Second Cup has signed a long-term agreement with a coffee multi-national for supply of coffee
beans. Competitors like Van Houtte and Starbucks have their own roasting plants.
Narrow product mix. Any reduction in consumer consumption of coffee for any reason would
have a negative impact company’s performance. High dependence upon a single product
represents a commercial risk.
5.9.3 Opportunities (External Factors)
New markets
Growing specialty coffee market
Growing demographic segment in new location
Prime location close to highly visible and active residential area
New health benefits of coffee
Organic coffee segment
Speciality teas expected to attain strong sales growth.
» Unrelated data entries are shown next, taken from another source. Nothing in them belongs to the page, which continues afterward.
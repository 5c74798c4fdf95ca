pub mod api;
pub mod config;
pub mod core_state;
pub mod db;
pub mod flows;
pub mod models;
pub mod profiles;
pub mod reminders;

use std::sync::Arc;

use thiserror::Error;
use tracing_subscriber::EnvFilter;

use crate::config::{AppConfig, ConfigError};
use crate::core_state::{CoreError, CoreState};

#[derive(Error, Debug)]
pub enum RunError {
    #[error("Configuration error: {0}")]
    Config(#[from] ConfigError),
    #[error("Startup error: {0}")]
    Core(#[from] CoreError),
    #[error("Server error: {0}")]
    Io(#[from] std::io::Error),
}

/// Install the global tracing subscriber (`RUST_LOG` wins over the default).
pub fn init_tracing() {
    tracing_subscriber::fmt()
        .with_env_filter(
            EnvFilter::try_from_default_env()
                .unwrap_or_else(|_| EnvFilter::new(config::default_log_filter())),
        )
        .init();
}

/// Start the service and block until Ctrl-C.
pub async fn run() -> Result<(), RunError> {
    init_tracing();
    tracing::info!("{} starting v{}", config::APP_NAME, config::APP_VERSION);

    let config = AppConfig::from_env()?;
    tracing::info!(
        database = %config.database_path.display(),
        utc_offset = %config.utc_offset,
        zero_token_policy = config.zero_token_policy.as_str(),
        "Configuration loaded"
    );

    let bind_addr = config.bind_addr;
    let scan_interval = config.scan_interval;
    let core = Arc::new(CoreState::from_config(config)?);

    let scheduler = match scan_interval {
        Some(interval) => Some(reminders::scheduler::start_reminder_scheduler(
            core.clone(),
            interval,
        )),
        None => {
            tracing::info!("Reminder scheduler disabled; scans run only when triggered");
            None
        }
    };
    let server = api::start_api_server(core, bind_addr).await?;
    tracing::info!(addr = %server.addr, "Listening");

    if let Err(e) = tokio::signal::ctrl_c().await {
        tracing::error!(error = %e, "Could not listen for shutdown signal");
    }
    tracing::info!("Shutting down");

    server.stop().await;
    if let Some(scheduler) = scheduler {
        scheduler.stop().await;
    }
    Ok(())
}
Currently, specialty teas account for only a
small share of consumer purchases.
5.9.4 Threats (External Factors)
Intense competition from established players like Starbucks which has over 13,000 locations in
39 countries and a total of more than 44 million customer visits per week; revenues of $7,787
million in 2006 against its competitors like Diedrich Coffee ($59.5 million) and GMCR ($225.3
million) during the same period. Large economies of scale provide a cost advantage to Starbucks
in the marketplace and pose a threat to Second Cup.
Highly volatile coffee commodity prices
Coffee industry faces social and environmental concerns associated with coffee supplies,
including child labour in developing countries and exploitative prices paid to developing country
coffee producers. Corporate image can be eroded.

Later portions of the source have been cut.